▸ **To do**: Each line below must be written out exactly as shown.

Collection entries:

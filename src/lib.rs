//! # Planet Patrol
//!
//! Background synchronization and aggregation engine for the Planet Patrol
//! citizen-science review tool.
//!
//! Reviewers log dispositions against TESS candidates ("TICs") stored in a
//! partitioned Cloudant database, while supporting evidence (light curves,
//! reports) lives in a Google Drive folder hierarchy. This crate keeps two
//! in-memory views fresh and answers request-path questions from them:
//!
//! - **Candidate snapshot** - every candidate record, paged out of the
//!   document store every few minutes with retry on failure.
//! - **Folder index** - every folder under the evidence root, rebuilt hourly.
//!
//! ## Layout
//!
//! | Module | Role |
//! |--------|------|
//! | [`models`] | Candidate records, reviewer keys, folder nodes |
//! | [`storage`] | Remote store traits, HTTP and in-memory backends |
//! | [`services`] | Builders, locator, aggregator, scheduler, review facade |
//! | [`state`] | Atomically swapped snapshot cells |
//! | [`io`] | CSV export |
//! | [`config`] | TOML + environment configuration |
//! | [`observability`] | Logging and metrics setup |
//! | [`cli`] | Command implementations behind the binary |
//!
//! ## Example
//!
//! ```rust,ignore
//! use planet_patrol::services::{CandidateSnapshotBuilder, SnapshotOptions};
//! use planet_patrol::storage::MemoryDocumentStore;
//!
//! let store = std::sync::Arc::new(MemoryDocumentStore::new());
//! let builder = CandidateSnapshotBuilder::new(store, SnapshotOptions::default());
//! let snapshot = builder.fetch().await?;
//! ```

#![deny(clippy::all)]
#![warn(clippy::pedantic)]
#![warn(clippy::nursery)]
#![warn(missing_docs)]
#![forbid(unsafe_code)]
#![allow(clippy::multiple_crate_versions)]

use thiserror::Error as ThisError;

pub mod cli;
pub mod config;
pub mod io;
pub mod models;
pub mod observability;
pub mod services;
pub mod state;
pub mod storage;

pub use config::PatrolConfig;
pub use models::{
    CandidateDocument, CandidateId, CandidateRecord, CandidateSnapshot, Disposition, FileReference,
    FolderIndex, FolderNode, ReviewerKey,
};
pub use services::{
    CandidateSnapshotBuilder, FileLocator, FolderIndexBuilder, RefreshTask, RetryPolicy,
    ReviewService,
};
pub use state::{ReviewState, SnapshotCell};
pub use storage::{DocumentStore, FileStore, GroupPolicy, IdentityResolver};

/// Error type for planet patrol operations.
///
/// # Error Variant Triggers
///
/// | Variant | Raised When |
/// |---------|-------------|
/// | `InvalidInput` | Empty disposition, malformed candidate id, bad config value |
/// | `NotFound` | Point read of a missing candidate or identity document |
/// | `Forbidden` | Group submission by an identity without group privilege |
/// | `Transient` | Network error, request timeout, HTTP 429 or 5xx |
/// | `OperationFailed` | Decode failures, other HTTP 4xx, I/O and config errors |
#[derive(Debug, ThisError)]
pub enum Error {
    /// Invalid input was provided.
    ///
    /// Raised when:
    /// - A disposition submission carries an empty verdict
    /// - A candidate id or reviewer key cannot be parsed
    /// - A configuration value is out of range
    #[error("invalid input: {0}")]
    InvalidInput(String),

    /// A requested document does not exist.
    #[error("not found: {0}")]
    NotFound(String),

    /// The caller is not allowed to perform the operation.
    ///
    /// Raised when an identity without group privilege submits on behalf
    /// of the group.
    #[error("forbidden: {0}")]
    Forbidden(String),

    /// A remote call failed in a way that may succeed on retry.
    ///
    /// Raised when:
    /// - The connection fails or the request times out
    /// - The remote store rate limits the request (HTTP 429)
    /// - The remote store returns a 5xx status
    #[error("transient failure in '{operation}': {cause}")]
    Transient {
        /// The operation that failed.
        operation: String,
        /// The underlying cause.
        cause: String,
    },

    /// An operation failed.
    ///
    /// Raised when:
    /// - A remote response cannot be decoded
    /// - The remote store rejects a request (HTTP 4xx other than 404/429)
    /// - Configuration or log files cannot be read or written
    #[error("operation '{operation}' failed: {cause}")]
    OperationFailed {
        /// The operation that failed.
        operation: String,
        /// The underlying cause.
        cause: String,
    },
}

impl Error {
    /// Builds an [`Error::OperationFailed`].
    pub fn operation(operation: impl Into<String>, cause: impl ToString) -> Self {
        Self::OperationFailed {
            operation: operation.into(),
            cause: cause.to_string(),
        }
    }

    /// Builds an [`Error::Transient`].
    pub fn transient(operation: impl Into<String>, cause: impl ToString) -> Self {
        Self::Transient {
            operation: operation.into(),
            cause: cause.to_string(),
        }
    }

    /// Returns true if retrying the same call may succeed.
    #[must_use]
    pub const fn is_transient(&self) -> bool {
        matches!(self, Self::Transient { .. })
    }
}

/// Result type alias for planet patrol operations.
pub type Result<T> = std::result::Result<T, Error>;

▸ **Output of the task**:
filename src/lib.rs
//! # Planet Patrol
//!
//! Background synchronization and aggregation engine for the Planet Patrol
//! citizen-science review tool.
//!
//! Reviewers log dispositions against TESS candidates ("TICs") stored in a
//! partitioned Cloudant database, while supporting evidence (light curves,
//! reports) lives in a Google Drive folder hierarchy. This crate keeps two
//! in-memory views fresh and answers request-path questions from them:
//!
//! - **Candidate snapshot** - every candidate record, paged out of the
//!   document store every few minutes with retry on failure.
//! - **Folder index** - every folder under the evidence root, rebuilt hourly.
//!
//! ## Layout
//!
//! | Module | Role |
//! |--------|------|
//! | [`models`] | Candidate records, reviewer keys, folder nodes |
//! | [`storage`] | Remote store traits, HTTP and in-memory backends |
//! | [`services`] | Builders, locator, aggregator, scheduler, review facade |
//! | [`state`] | Atomically swapped snapshot cells |
//! | [`io`] | CSV export |
//! | [`config`] | TOML + environment configuration |
//! | [`observability`] | Logging and metrics setup |
//! | [`cli`] | Command implementations behind the binary |
//!
//! ## Example
//!
//! ```rust,ignore
//! use planet_patrol::services::{CandidateSnapshotBuilder, SnapshotOptions};
//! use planet_patrol::storage::MemoryDocumentStore;
//!
//! let store = std::sync::Arc::new(MemoryDocumentStore::new());
//! let builder = CandidateSnapshotBuilder::new(store, SnapshotOptions::default());
//! let snapshot = builder.fetch().await?;
//! ```

#![deny(clippy::all)]
#![warn(clippy::pedantic)]
#![warn(clippy::nursery)]
#![warn(missing_docs)]
#![forbid(unsafe_code)]
#![allow(clippy::multiple_crate_versions)]

use thiserror::Error as ThisError;

pub mod cli;
pub mod config;
pub mod io;
pub mod models;
pub mod observability;
pub mod services;
pub mod state;
pub mod storage;

pub use config::PatrolConfig;
pub use models::{
    CandidateDocument, CandidateId, CandidateRecord, CandidateSnapshot, Disposition, FileReference,
    FolderIndex, FolderNode, ReviewerKey,
};
pub use services::{
    CandidateSnapshotBuilder, FileLocator, FolderIndexBuilder, RefreshTask, RetryPolicy,
    ReviewService,
};
pub use state::{ReviewState, SnapshotCell};
pub use storage::{DocumentStore, FileStore, GroupPolicy, IdentityResolver};

/// Error type for planet patrol operations.
///
/// # Error Variant Triggers
///
/// | Variant | Raised When |
/// |---------|-------------|
/// | `InvalidInput` | Empty disposition, malformed candidate id, bad config value |
/// | `NotFound` | Point read of a missing candidate or identity document |
/// | `Forbidden` | Group submission by an identity without group privilege |
/// | `Transient` | Network error, request timeout, HTTP 429 or 5xx |
/// | `OperationFailed` | Decode failures, other HTTP 4xx, I/O and config errors |
#[derive(Debug, ThisError)]
pub enum Error {
    /// Invalid input was provided.
    ///
    /// Raised when:
    /// - A disposition submission carries an empty verdict
    /// - A candidate id or reviewer key cannot be parsed
    /// - A configuration value is out of range
    #[error("invalid input: {0}")]
    InvalidInput(String),

    /// A requested document does not exist.
    #[error("not found: {0}")]
    NotFound(String),

    /// The caller is not allowed to perform the operation.
    ///
    /// Raised when an identity without group privilege submits on behalf
    /// of the group.
    #[error("forbidden: {0}")]
    Forbidden(String),

    /// A remote call failed in a way that may succeed on retry.
    ///
    /// Raised when:
    /// - The connection fails or the request times out
    /// - The remote store rate limits the request (HTTP 429)
    /// - The remote store returns a 5xx status
    #[error("transient failure in '{operation}': {cause}")]
    Transient {
        /// The operation that failed.
        operation: String,
        /// The underlying cause.
        cause: String,
    },

    /// An operation failed.
    ///
    /// Raised when:
    /// - A remote response cannot be decoded
    /// - The remote store rejects a request (HTTP 4xx other than 404/429)
    /// - Configuration or log files cannot be read or written
    #[error("operation '{operation}' failed: {cause}")]
    OperationFailed {
        /// The operation that failed.
        operation: String,
        /// The underlying cause.
        cause: String,
    },
}

impl Error {
    /// Builds an [`Error::OperationFailed`].
    pub fn operation(operation: impl Into<String>, cause: impl ToString) -> Self {
        Self::OperationFailed {
            operation: operation.into(),
            cause: cause.to_string(),
        }
    }

    /// Builds an [`Error::Transient`].
    pub fn transient(operation: impl Into<String>, cause: impl ToString) -> Self {
        Self::Transient {
            operation: operation.into(),
            cause: cause.to_string(),
        }
    }

    /// Returns true if retrying the same call may succeed.
    #[must_use]
    pub const fn is_transient(&self) -> bool {
        matches!(self, Self::Transient { .. })
    }
}

/// Result type alias for planet patrol operations.
pub type Result<T> = std::result::Result<T, Error>;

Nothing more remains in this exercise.